Does High-Frequency Trading Cause Wild Stock Swings?
A new study claims that robot traders make the market less volatile, but the evidence disagrees
The crazy market swings we saw last week were largely blamed on so-called high frequency trading. That's when computer bots are programmed to automatically buy or sell stocks based on a set of criteria that quantitative traders establish. Critics of this practice say that volatility is worsened by robot traders, which cause momentum to build quicker through lightening-speed trading and cannot as easily exercise restraint. But a new study finds that these bots actually make the market less volatile. Is this plausible, given what actually occurred last week?
So how is high frequency trading supposed to have exacerbated volatility last week? The idea, simply, is that positive or negative news caused stocks to rise or fall more than usual, and as momentum built, triggers within trading algorithms were hit, causing bots to push price movements even farther. This, in turn, led to even more momentum and bigger increases or declines in prices. This sounds reasonable enough, but maybe it has the role played by bots all wrong.

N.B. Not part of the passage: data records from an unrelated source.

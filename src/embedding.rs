//! Embedding generation and vector utilities.
//!
//! Defines the [`Embedder`] trait and the default [`HashEmbedder`], a
//! deterministic hash-feature embedding: no model download, no network,
//! bit-identical output for identical input. Embedding quality is a
//! pluggable strategy — anything honoring the fixed-dimension, pure,
//! deterministic contract can be swapped in behind the trait.
//!
//! Also provides the vector codecs used by the SQLite-backed index:
//! - [`vec_to_blob`] — encode a `Vec<f32>` as little-endian bytes
//! - [`blob_to_vec`] — decode a BLOB back into a `Vec<f32>`
//! - [`inner_product`] — similarity over the L2-normalized embedding space

use sha2::{Digest, Sha256};

/// Deterministic mapping from ruling text to a fixed-dimension vector.
///
/// Implementations must be pure: identical input produces a bit-identical
/// vector on every call, so re-embedding unchanged documents never
/// perturbs index contents and tests can assert exact vectors.
pub trait Embedder: Send + Sync {
    /// The fixed output dimension for the lifetime of an index.
    fn dimension(&self) -> usize;

    /// Embed a text into a vector of exactly `dimension()` components.
    fn embed(&self, text: &str) -> Vec<f32>;
}

/// Hash-feature embedder: tokens are hashed into buckets with a signed
/// contribution, then the vector is L2-normalized so inner product acts
/// as cosine similarity.
pub struct HashEmbedder {
    dimension: usize,
}

impl HashEmbedder {
    pub fn new(dimension: usize) -> Self {
        HashEmbedder { dimension }
    }
}

impl Embedder for HashEmbedder {
    fn dimension(&self) -> usize {
        self.dimension
    }

    fn embed(&self, text: &str) -> Vec<f32> {
        let mut vector = vec![0.0f32; self.dimension];

        for token in tokenize(text) {
            let digest = Sha256::digest(token.as_bytes());
            let bucket = u64::from_le_bytes(digest[0..8].try_into().unwrap()) as usize
                % self.dimension;
            // Signed contribution keeps hash collisions from only ever
            // inflating a bucket.
            let sign = if digest[8] & 1 == 0 { 1.0 } else { -1.0 };
            vector[bucket] += sign;
        }

        l2_normalize(&mut vector);
        vector
    }
}

/// Lowercased alphanumeric tokens; HS codes like `8518.22.00` split into
/// their numeric groups plus the whole code so exact-code overlap scores
/// highest.
fn tokenize(text: &str) -> Vec<String> {
    let mut tokens: Vec<String> = text
        .split(|c: char| !c.is_alphanumeric() && c != '.')
        .filter(|t| !t.is_empty())
        .map(|t| t.to_lowercase())
        .collect();

    let dotted: Vec<String> = tokens
        .iter()
        .filter(|t| t.contains('.'))
        .flat_map(|t| t.split('.').map(|p| p.to_string()))
        .filter(|p| !p.is_empty())
        .collect();
    tokens.extend(dotted);
    tokens
}

fn l2_normalize(vector: &mut [f32]) {
    let norm: f32 = vector.iter().map(|v| v * v).sum::<f32>().sqrt();
    if norm > f32::EPSILON {
        for v in vector.iter_mut() {
            *v /= norm;
        }
    }
}

/// Encode a float vector as a BLOB (little-endian f32 bytes).
pub fn vec_to_blob(vec: &[f32]) -> Vec<u8> {
    let mut bytes = Vec::with_capacity(vec.len() * 4);
    for &v in vec {
        bytes.extend_from_slice(&v.to_le_bytes());
    }
    bytes
}

/// Decode a BLOB back into a float vector.
pub fn blob_to_vec(blob: &[u8]) -> Vec<f32> {
    blob.chunks_exact(4)
        .map(|chunk| f32::from_le_bytes([chunk[0], chunk[1], chunk[2], chunk[3]]))
        .collect()
}

/// Inner-product similarity.
///
/// Vectors are L2-normalized at embed time, so this is cosine similarity
/// in `[-1.0, 1.0]`. Returns `0.0` for empty or mismatched lengths.
pub fn inner_product(a: &[f32], b: &[f32]) -> f32 {
    if a.len() != b.len() || a.is_empty() {
        return 0.0;
    }
    a.iter().zip(b.iter()).map(|(x, y)| x * y).sum()
}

In the Wall Street Journal, Michelle Price reports on a new study that presents an alternate theory of how robot traders affect volatility. The study is by Australia-based Capital Markets Cooperative Research Centre. Alex Frino, professor of finance and chief executive of the group explains:
Part of this function is the way (high-frequency trading) algorithms identify trading opportunities--they're built to recognize when prices are abnormally high or low, and their response to this naturally pushes prices back towards equilibrium.
Certainly, well-designed algorithms would lead bots to take advantage of under- and over-priced stocks by buying or selling when broader market conditions also dictate doing so. So this assertion makes sense. But as Frino says, this is only "part" of an algorithm's function. Any algorithm that senses momentum building in one direction or another may also respond accordingly by making sure that it doesn't endure big losses or miss prime buying opportunities. This would increase volatility.

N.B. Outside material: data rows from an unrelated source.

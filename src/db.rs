use anyhow::Result;
use sqlx::sqlite::{SqliteConnectOptions, SqlitePool, SqlitePoolOptions};
use std::path::Path;
use std::str::FromStr;

/// Open the SQLite pool backing the index, metadata store, and cache.
///
/// The vector store and metadata store live in one database file so a
/// single transaction always writes them as a pair.
pub async fn connect(db_path: &Path) -> Result<SqlitePool> {
    // Ensure parent directory exists
    if let Some(parent) = db_path.parent() {
        std::fs::create_dir_all(parent)?;
    }

    let options = SqliteConnectOptions::from_str(&format!("sqlite:{}", db_path.display()))?
        .create_if_missing(true)
        .journal_mode(sqlx::sqlite::SqliteJournalMode::Wal);

    let pool = SqlitePoolOptions::new()
        .max_connections(5)
        .connect_with(options)
        .await?;

    Ok(pool)
}
//! Core data models for precedent retrieval.
//!
//! These types represent the ruling documents, queries, and retrieval
//! results that flow through the cache, index, and orchestrator.

use chrono::NaiveDate;
use serde::{Deserialize, Serialize};
use sha2::{Digest, Sha256};

/// A historical customs ruling stored as durable precedent knowledge.
///
/// Identity is the content hash of the normalized body text, so
/// re-collecting identical text is idempotent. Documents are immutable
/// once stored and never deleted in normal operation.
#[derive(Debug, Clone, Serialize, Deserialize, PartialEq)]
pub struct RulingDocument {
    /// Lowercase hex SHA-256 of the whitespace-normalized body text.
    pub id: String,
    pub source_url: String,
    pub hs_code: String,
    pub title: String,
    pub body_text: String,
    pub published_date: Option<NaiveDate>,
    /// Unix timestamp of when this document was collected.
    pub collected_at: i64,
}

impl RulingDocument {
    /// Build a document from collected fields, deriving the content-hash id.
    pub fn new(
        source_url: String,
        hs_code: String,
        title: String,
        body_text: String,
        published_date: Option<NaiveDate>,
    ) -> Self {
        let id = content_hash(&body_text);
        RulingDocument {
            id,
            source_url,
            hs_code,
            title,
            body_text,
            published_date,
            collected_at: chrono::Utc::now().timestamp(),
        }
    }
}

/// Compute the content-hash identity for a ruling body.
///
/// Whitespace runs are collapsed before hashing so that two fetches of the
/// same ruling that differ only in formatting collapse to one document.
pub fn content_hash(body_text: &str) -> String {
    let normalized: Vec<&str> = body_text.split_whitespace().collect();
    let mut hasher = Sha256::new();
    hasher.update(normalized.join(" ").as_bytes());
    format!("{:x}", hasher.finalize())
}

/// Inbound retrieval query.
#[derive(Debug, Clone)]
pub struct RulingQuery {
    pub hs_code: String,
    pub product_context: Option<String>,
}

impl RulingQuery {
    pub fn new(hs_code: impl Into<String>) -> Self {
        RulingQuery {
            hs_code: hs_code.into(),
            product_context: None,
        }
    }

    pub fn with_product(mut self, product_context: impl Into<String>) -> Self {
        self.product_context = Some(product_context.into());
        self
    }

    /// Representative text embedded for the neighbor search: product
    /// description concatenated with the HS code.
    pub fn embedding_text(&self) -> String {
        match &self.product_context {
            Some(ctx) => format!("{} {}", ctx, self.hs_code),
            None => self.hs_code.clone(),
        }
    }
}

/// Which path produced the answer.
#[derive(Debug, Clone, Copy, PartialEq, Eq, Serialize)]
#[serde(rename_all = "kebab-case")]
pub enum RetrievalSource {
    Cache,
    Collector,
    IndexOnly,
}

impl std::fmt::Display for RetrievalSource {
    fn fmt(&self, f: &mut std::fmt::Formatter<'_>) -> std::fmt::Result {
        match self {
            RetrievalSource::Cache => write!(f, "cache"),
            RetrievalSource::Collector => write!(f, "collector"),
            RetrievalSource::IndexOnly => write!(f, "index-only"),
        }
    }
}

/// Assembled retrieval result handed to the analysis collaborator.
///
/// `documents` is ordered: exact/fresh matches first, then vector
/// neighbors by descending similarity. `degraded` distinguishes "answered
/// from fallback data" from a fresh authoritative answer.
#[derive(Debug, Clone)]
pub struct RetrievalResult {
    pub documents: Vec<RulingDocument>,
    pub degraded: bool,
    pub source: RetrievalSource,
}

/// A ranked neighbor returned from the vector index.
#[derive(Debug, Clone)]
pub struct Neighbor {
    pub document_id: String,
    pub similarity: f32,
}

So which is it? We would need to examine the algorithms to know for sure. But it might help to look at how the algorithms actually performed during last week's wild trading. A separate article by the WSJ's Jenny Strasburg says that the volatility produced "record profits for high frequency traders following months of disappointing returns."

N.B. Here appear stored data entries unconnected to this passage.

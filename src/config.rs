use anyhow::{Context, Result};
use serde::Deserialize;
use std::path::{Path, PathBuf};

#[derive(Debug, Deserialize, Clone)]
pub struct Config {
    pub db: DbConfig,
    #[serde(default)]
    pub cache: CacheConfig,
    #[serde(default)]
    pub embedding: EmbeddingConfig,
    #[serde(default)]
    pub retrieval: RetrievalConfig,
    #[serde(default)]
    pub collector: CollectorConfig,
    #[serde(default)]
    pub retry: RetryConfig,
}

#[derive(Debug, Deserialize, Clone)]
pub struct DbConfig {
    pub path: PathBuf,
}

#[derive(Debug, Deserialize, Clone)]
pub struct CacheConfig {
    /// Ruling precedent is slow-changing, so the default is a week.
    #[serde(default = "default_cache_ttl")]
    pub ttl_seconds: u64,
}

impl Default for CacheConfig {
    fn default() -> Self {
        Self {
            ttl_seconds: default_cache_ttl(),
        }
    }
}

fn default_cache_ttl() -> u64 {
    7 * 24 * 3600
}

#[derive(Debug, Deserialize, Clone)]
pub struct EmbeddingConfig {
    /// Fixed for the lifetime of an index; changing it invalidates the
    /// existing index.
    #[serde(default = "default_dimension")]
    pub dimension: usize,
}

impl Default for EmbeddingConfig {
    fn default() -> Self {
        Self {
            dimension: default_dimension(),
        }
    }
}

fn default_dimension() -> usize {
    256
}

#[derive(Debug, Deserialize, Clone)]
pub struct RetrievalConfig {
    #[serde(default = "default_top_k")]
    pub top_k: usize,
}

impl Default for RetrievalConfig {
    fn default() -> Self {
        Self {
            top_k: default_top_k(),
        }
    }
}

fn default_top_k() -> usize {
    5
}

#[derive(Debug, Deserialize, Clone)]
pub struct CollectorConfig {
    #[serde(default = "default_endpoint")]
    pub endpoint: String,
    /// Name of the environment variable holding the search API key.
    #[serde(default = "default_api_key_env")]
    pub api_key_env: String,
    /// Authoritative ruling domains; results outside these are discarded.
    #[serde(default = "default_include_domains")]
    pub include_domains: Vec<String>,
    #[serde(default = "default_collection_timeout")]
    pub timeout_seconds: u64,
    #[serde(default = "default_max_results")]
    pub max_results: usize,
}

impl Default for CollectorConfig {
    fn default() -> Self {
        Self {
            endpoint: default_endpoint(),
            api_key_env: default_api_key_env(),
            include_domains: default_include_domains(),
            timeout_seconds: default_collection_timeout(),
            max_results: default_max_results(),
        }
    }
}

fn default_endpoint() -> String {
    "https://api.tavily.com/search".to_string()
}
fn default_api_key_env() -> String {
    "SEARCH_API_KEY".to_string()
}
fn default_include_domains() -> Vec<String> {
    vec!["rulings.cbp.gov".to_string()]
}
fn default_collection_timeout() -> u64 {
    20
}
fn default_max_results() -> usize {
    10
}

/// Retry policy applied by the orchestrator around collection.
///
/// `max_attempts` counts total attempts; 1 means no retry. The collector
/// itself never retries.
#[derive(Debug, Deserialize, Clone)]
pub struct RetryConfig {
    #[serde(default = "default_max_attempts")]
    pub max_attempts: u32,
    #[serde(default = "default_backoff_seconds")]
    pub backoff_seconds: u64,
}

impl Default for RetryConfig {
    fn default() -> Self {
        Self {
            max_attempts: default_max_attempts(),
            backoff_seconds: default_backoff_seconds(),
        }
    }
}

fn default_max_attempts() -> u32 {
    1
}
fn default_backoff_seconds() -> u64 {
    1
}

pub fn load_config(path: &Path) -> Result<Config> {
    let content = std::fs::read_to_string(path)
        .with_context(|| format!("Failed to read config file: {}", path.display()))?;

    let config: Config = toml::from_str(&content).with_context(|| "Failed to parse config file")?;
    validate(&config)?;
    Ok(config)
}

fn validate(config: &Config) -> Result<()> {
    if config.embedding.dimension == 0 {
        anyhow::bail!("embedding.dimension must be > 0");
    }
    if config.retrieval.top_k < 1 {
        anyhow::bail!("retrieval.top_k must be >= 1");
    }
    if config.cache.ttl_seconds == 0 {
        anyhow::bail!("cache.ttl_seconds must be > 0");
    }
    if config.collector.timeout_seconds == 0 {
        anyhow::bail!("collector.timeout_seconds must be > 0");
    }
    if config.collector.include_domains.is_empty() {
        anyhow::bail!("collector.include_domains must not be empty");
    }
    if config.retry.max_attempts == 0 {
        anyhow::bail!("retry.max_attempts must be >= 1");
    }
    Ok(())
}

impl Config {
    /// Config rooted at a database path with defaults everywhere else.
    /// Used by tests and embedding callers that construct the engine
    /// directly.
    pub fn with_db_path(path: impl Into<PathBuf>) -> Self {
        Config {
            db: DbConfig { path: path.into() },
            cache: CacheConfig::default(),
            embedding: EmbeddingConfig::default(),
            retrieval: RetrievalConfig::default(),
            collector: CollectorConfig::default(),
            retry: RetryConfig::default(),
        }
    }
}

Now let's think about Frino's claim. If these bots did better than slower traders, as this second article states, then they must have led the market's movement. For example, anyone selling too late would have lost more money than a robot selling sooner as prices decline. Similarly, anyone buying after prices had already begun rising wouldn't do as well as a quicker robot that bought first.
Since high frequency trading does better than the market's slower movers when volatility is high, it's hard to swallow the claim that it actually reduces volatility. Instead, its trading creates more momentum that slower traders are forced to respond to, which is precisely what leads to bigger price swings.
With that said, Frino's claim makes sense in a market that isn't being hit by big news or unforeseen shocks. As uneventful market conditions persist, algorithms would likely prevent volatility for precisely the reason that Frino states. They would be written to capitalize on quick arbitrage opportunities for mispriced stocks, which would cause price equilibrium faster. But when the volume is soaring, those same algorithms likely move based on other triggers being pulled, likely making volatility even more severe.